__What you are asked to do__.
The answer must consist of every line below that holds the word "InventoryItem".

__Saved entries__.
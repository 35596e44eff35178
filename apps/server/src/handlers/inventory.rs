use axum::{
    extract::{Path, State},
    Json,
};
use serde::Serialize;
use std::sync::Arc;

use crate::{error::AppError, models::*, AppState};

/// GET /api/inventory — stock listing, alphabetical.
pub async fn list_inventory(
    State(state): State<Arc<AppState>>,
) -> Result<Json<ApiResponse<Vec<InventoryItem>>>, AppError> {
    let items = sqlx::query_as::<_, InventoryItem>(
        "SELECT id, name, category, quantity, unit_price FROM inventory ORDER BY name ASC",
    )
    .fetch_all(&state.db)
    .await?;

    Ok(Json(ApiResponse::success(items)))
}

/// POST /api/inventory — add a stock item. Names are unique; a duplicate
/// is a validation error, the bulk import is the upsert path.
pub async fn create_item(
    State(state): State<Arc<AppState>>,
    Json(body): Json<InventoryForm>,
) -> Result<Json<ApiResponse<InventoryItem>>, AppError> {
    validate_item_fields(&body.name, Some(body.quantity), Some(body.unit_price))?;

    let existing: i64 = sqlx::query_scalar("SELECT COUNT(*) FROM inventory WHERE name = ?")
        .bind(body.name.trim())
        .fetch_one(&state.db)
        .await?;
    if existing > 0 {
        return Err(AppError::Validation(format!(
            "inventory item '{}' already exists",
            body.name.trim()
        )));
    }

    let id = sqlx::query(
        "INSERT INTO inventory (name, category, quantity, unit_price) VALUES (?, ?, ?, ?)",
    )
    .bind(body.name.trim())
    .bind(body.category.as_deref().unwrap_or(""))
    .bind(body.quantity)
    .bind(body.unit_price)
    .execute(&state.db)
    .await?
    .last_insert_rowid();

    fetch_item(&state, id).await.map(|i| Json(ApiResponse::success(i)))
}

/// PUT /api/inventory/:id — partial update.
pub async fn update_item(
    State(state): State<Arc<AppState>>,
    Path(id): Path<i64>,
    Json(body): Json<InventoryUpdate>,
) -> Result<Json<ApiResponse<InventoryItem>>, AppError> {
    fetch_item(&state, id).await?;
    validate_item_fields(
        body.name.as_deref().unwrap_or("valid"),
        body.quantity,
        body.unit_price,
    )?;

    if let Some(name) = &body.name {
        sqlx::query("UPDATE inventory SET name = ? WHERE id = ?")
            .bind(name.trim())
            .bind(id)
            .execute(&state.db)
            .await?;
    }
    if let Some(category) = &body.category {
        sqlx::query("UPDATE inventory SET category = ? WHERE id = ?")
            .bind(category)
            .bind(id)
            .execute(&state.db)
            .await?;
    }
    if let Some(quantity) = body.quantity {
        sqlx::query("UPDATE inventory SET quantity = ? WHERE id = ?")
            .bind(quantity)
            .bind(id)
            .execute(&state.db)
            .await?;
    }
    if let Some(unit_price) = body.unit_price {
        sqlx::query("UPDATE inventory SET unit_price = ? WHERE id = ?")
            .bind(unit_price)
            .bind(id)
            .execute(&state.db)
            .await?;
    }

    fetch_item(&state, id).await.map(|i| Json(ApiResponse::success(i)))
}

/// DELETE /api/inventory/:id.
pub async fn delete_item(
    State(state): State<Arc<AppState>>,
    Path(id): Path<i64>,
) -> Result<Json<ApiResponse<&'static str>>, AppError> {
    let result = sqlx::query("DELETE FROM inventory WHERE id = ?")
        .bind(id)
        .execute(&state.db)
        .await?;
    if result.rows_affected() == 0 {
        return Err(AppError::NotFound("inventory item"));
    }

    Ok(Json(ApiResponse::success("inventory item deleted")))
}

#[derive(Debug, Serialize)]
pub struct ImportSummary {
    pub imported: usize,
}

/// POST /api/inventory/import — bulk upsert keyed by name: an existing
/// item gets its category, quantity and price replaced, a new name is
/// inserted. All rows are validated before anything is written, and the
/// batch is applied in one transaction.
pub async fn import_items(
    State(state): State<Arc<AppState>>,
    Json(rows): Json<Vec<InventoryForm>>,
) -> Result<Json<ApiResponse<ImportSummary>>, AppError> {
    for (i, row) in rows.iter().enumerate() {
        validate_item_fields(&row.name, Some(row.quantity), Some(row.unit_price))
            .map_err(|e| AppError::Validation(format!("row {}: {}", i + 1, e)))?;
    }

    let mut tx = state.db.begin().await?;
    for row in &rows {
        sqlx::query(
            "INSERT INTO inventory (name, category, quantity, unit_price)
             VALUES (?, ?, ?, ?)
             ON CONFLICT(name) DO UPDATE SET
                category = excluded.category,
                quantity = excluded.quantity,
                unit_price = excluded.unit_price",
        )
        .bind(row.name.trim())
        .bind(row.category.as_deref().unwrap_or(""))
        .bind(row.quantity)
        .bind(row.unit_price)
        .execute(&mut *tx)
        .await?;
    }
    tx.commit().await?;

    tracing::info!("imported {} inventory rows", rows.len());
    Ok(Json(ApiResponse::success(ImportSummary {
        imported: rows.len(),
    })))
}

fn validate_item_fields(
    name: &str,
    quantity: Option<i64>,
    unit_price: Option<f64>,
) -> Result<(), AppError> {
    if name.trim().is_empty() {
        return Err(AppError::Validation("item name is required".into()));
    }
    if let Some(quantity) = quantity {
        if quantity < 0 {
            return Err(AppError::Validation(
                "item quantity must be non-negative".into(),
            ));
        }
    }
    if let Some(price) = unit_price {
        if !price.is_finite() || price < 0.0 {
            return Err(AppError::Validation(
                "item unit price must be non-negative".into(),
            ));
        }
    }
    Ok(())
}

async fn fetch_item(state: &AppState, id: i64) -> Result<InventoryItem, AppError> {
    sqlx::query_as::<_, InventoryItem>(
        "SELECT id, name, category, quantity, unit_price FROM inventory WHERE id = ?",
    )
    .bind(id)
    .fetch_optional(&state.db)
    .await?
    .ok_or(AppError::NotFound("inventory item"))
}

#[cfg(test)]
mod tests {
    use super::*;
    use crate::scheduler::Scheduler;
    use axum::extract::{Path, State};
    use sqlx::sqlite::SqlitePoolOptions;
    use std::time::Instant;

    async fn test_state() -> Arc<AppState> {
        let pool = SqlitePoolOptions::new()
            .max_connections(1)
            .connect("sqlite::memory:")
            .await
            .expect("in-memory pool");
        crate::db::run_migrations(&pool).await.expect("migrations");
        Arc::new(AppState {
            db: pool.clone(),
            scheduler: Scheduler::new(pool),
            mp_access_token: String::new(),
            started_at: Instant::now(),
        })
    }

    fn form(name: &str, quantity: i64, unit_price: f64) -> InventoryForm {
        InventoryForm {
            name: name.to_string(),
            category: Some("consumível".to_string()),
            quantity,
            unit_price,
        }
    }

    #[test]
    fn test_rejects_blank_name() {
        assert!(validate_item_fields("  ", Some(1), Some(1.0)).is_err());
    }

    #[test]
    fn test_rejects_negative_quantity_and_price() {
        assert!(validate_item_fields("Esmalte", Some(-1), Some(1.0)).is_err());
        assert!(validate_item_fields("Esmalte", Some(1), Some(-0.5)).is_err());
        assert!(validate_item_fields("Esmalte", Some(1), Some(f64::NAN)).is_err());
    }

    #[test]
    fn test_accepts_zero_stock() {
        assert!(validate_item_fields("Esmalte", Some(0), Some(0.0)).is_ok());
    }

    #[tokio::test]
    async fn test_create_list_delete_round_trip() {
        let state = test_state().await;

        let created = create_item(State(state.clone()), Json(form("Esmalte azul", 12, 9.5)))
            .await
            .unwrap();
        let created = created.0.data.unwrap();
        assert_eq!(created.name, "Esmalte azul");
        assert_eq!(created.quantity, 12);

        let listed = list_inventory(State(state.clone())).await.unwrap();
        assert_eq!(listed.0.data.unwrap().len(), 1);

        delete_item(State(state.clone()), Path(created.id))
            .await
            .unwrap();
        let err = delete_item(State(state), Path(created.id))
            .await
            .unwrap_err();
        assert!(matches!(err, AppError::NotFound("inventory item")));
    }

    #[tokio::test]
    async fn test_duplicate_name_rejected() {
        let state = test_state().await;

        create_item(State(state.clone()), Json(form("Algodão", 5, 2.0)))
            .await
            .unwrap();
        let err = create_item(State(state), Json(form("Algodão", 9, 3.0)))
            .await
            .unwrap_err();
        assert!(matches!(err, AppError::Validation(_)));
    }

    #[tokio::test]
    async fn test_import_upserts_by_name() {
        let state = test_state().await;

        create_item(State(state.clone()), Json(form("Acetona", 3, 7.0)))
            .await
            .unwrap();

        let summary = import_items(
            State(state.clone()),
            Json(vec![form("Acetona", 10, 8.0), form("Lixa", 40, 1.5)]),
        )
        .await
        .unwrap();
        assert_eq!(summary.0.data.unwrap().imported, 2);

        let items = list_inventory(State(state)).await.unwrap().0.data.unwrap();
        assert_eq!(items.len(), 2);
        let acetona = items.iter().find(|i| i.name == "Acetona").unwrap();
        assert_eq!(acetona.quantity, 10);
        assert!((acetona.unit_price - 8.0).abs() < 1e-9);
    }

    #[tokio::test]
    async fn test_import_rejects_bad_row_without_writing() {
        let state = test_state().await;

        let err = import_items(
            State(state.clone()),
            Json(vec![form("Lixa", 40, 1.5), form("", 1, 1.0)]),
        )
        .await
        .unwrap_err();
        assert!(matches!(err, AppError::Validation(_)));

        let items = list_inventory(State(state)).await.unwrap().0.data.unwrap();
        assert!(items.is_empty());
    }
}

__Output of the exercise__.
) -> Result<Json<ApiResponse<Vec<InventoryItem>>>, AppError> {
    let items = sqlx::query_as::<_, InventoryItem>(
) -> Result<Json<ApiResponse<InventoryItem>>, AppError> {
) -> Result<Json<ApiResponse<InventoryItem>>, AppError> {
async fn fetch_item(state: &AppState, id: i64) -> Result<InventoryItem, AppError> {
    sqlx::query_as::<_, InventoryItem>(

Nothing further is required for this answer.